Qu’attendre d’un sorgho fourrager au pâturage en été ?
Les sorghos multicoupes font partie des alternatives pour résister aux épisodes de sécheresse estivale, mais une vigilance particulière doit être portée à la hauteur dans les parcelles de pâturage afin de limiter à la fois les risques de toxicité et les refus.
Testées par Arvalis sur douze sites expérimentaux, quatre variétés de sorgho multicoupe démontrent leur résistance aux épisodes de sécheresse estivale : Sudan grass, Sudan x Sudan BMR (1), Sudan x Bicolore et Sudan x Bicolore BMR. « Les rendements en 2022 étaient similaires à ceux de 2021, soit entre 8 et 10,5 tonnes de matière sèche (tMS) par hectare et autour de 1 tonne de MAT produite sur l’année (deux fauches) selon les variétés », illustre Carole Gigot, ingénieure fourrages à Arvalis lors d’une visite d’essai le 18 juillet.
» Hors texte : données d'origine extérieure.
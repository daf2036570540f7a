//! topic-pulse worker entrypoint.
//! Loads config + credentials, builds the pipeline, then either replays an offline
//! batch or follows the live stream until shutdown or terminal failure.

use anyhow::{Context, Result};
use std::sync::Arc;
use tracing::{error, info};

use topic_pulse::config::AppConfig;
use topic_pulse::metrics::{ensure_metrics_described, Metrics};
use topic_pulse::stream::fixture;
use topic_pulse::stream::http::HttpStreamSource;
use topic_pulse::{logging, Pipeline, PipelineContext, TaskQueue};

#[tokio::main]
async fn main() -> Result<()> {
    // Load .env in local/dev; no-op when absent.
    let _ = dotenvy::dotenv();
    logging::init_tracing();

    // Configuration errors are fatal before anything starts.
    let cfg = AppConfig::load_default()?;
    let creds = cfg.credentials()?;

    match cfg.metrics.listen.clone() {
        Some(listen) => {
            let metrics = Metrics::init()?;
            tokio::spawn(async move {
                if let Err(e) = metrics.serve(&listen).await {
                    error!(target: "metrics", error = ?e, "metrics endpoint stopped");
                }
            });
        }
        None => ensure_metrics_described(),
    }

    let ctx = PipelineContext::from_config(&cfg, &creds)?;
    let (queue, _worker) = TaskQueue::start();
    let pipeline = Pipeline::new(ctx, queue);

    if cfg.offline.enabled {
        let events = match &cfg.offline.fixture_path {
            Some(p) => fixture::load_batch(p)?,
            None => fixture::builtin_batch(),
        };
        pipeline.run_offline(events).await;
        return Ok(());
    }

    let token = creds
        .stream_token
        .clone()
        .context("stream token missing")?;
    let source = Arc::new(HttpStreamSource::new(cfg.stream.url.as_str(), token)?);
    let mut session = pipeline.live_session(source, cfg.stream.retry_policy());

    let stop = session.shutdown_handle();
    tokio::spawn(async move {
        if tokio::signal::ctrl_c().await.is_ok() {
            info!("shutdown requested");
            stop.notify_one();
        }
    });

    let outcome = session.run().await;
    // Tasks already queued still run to completion.
    pipeline.queue().wait_idle().await;
    outcome.context("stream session failed")?;
    info!("stopped");
    Ok(())
}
Les sorghos avaient été implantés sur la deuxième quinzaine de mai.
10 à 15 % de MAT avant épiaison
Comme pour les graminées prairiales, l’avancement du stade de végétation dégrade la valeur nutritionnelle des sorghos. Ils contiennent 15 à 16 % de MAT et 0,9 UFL/kgMS à épis 10 cm au-dessus du plateau de tallage, « ce qui convient pour des animaux à forts besoins. Cependant, à ce stade, le rendement est encore faible, le pâturage est le mode d’exploitation le plus indiqué si la hauteur de la plante est supérieure à 60 cm », précise Carole Gigot. Au stade dernière feuille étalée, la MAT se réduit autour de 10 %. « À ce stade, la récolte en ensilage devient intéressante si le pâturage par des animaux aux besoins modérés n’est pas possible. » Au-delà du 5-10 août, l’épiaison et la floraison font passer la teneur en MAT en dessous des 10 %.
90 jours de pâturage
En 2023, des lots de génisses ont pâturé des cultures estivales de sorghos multicoupes de deux types : Sudan x Sudan Piper et Sudan x Bicolore non BMR Lurabo à un chargement de 32 ares par UGB. Ces variétés ont chacune permis trois cycles de pâturage sur 90 jours du 28 juin au 16 septembre, pour des croissances de 745 et 685 grammes par jour respectivement. « Cet écart peut s’expliquer tant par une variation individuelle des performances des génisses que par un rapport tige/feuille plus important du sorgho Lurabo », relativise Éric Moreau, technicien d’expérimentation sur la ferme expérimentale des Bordes, en Indre, où l’essai est réalisé.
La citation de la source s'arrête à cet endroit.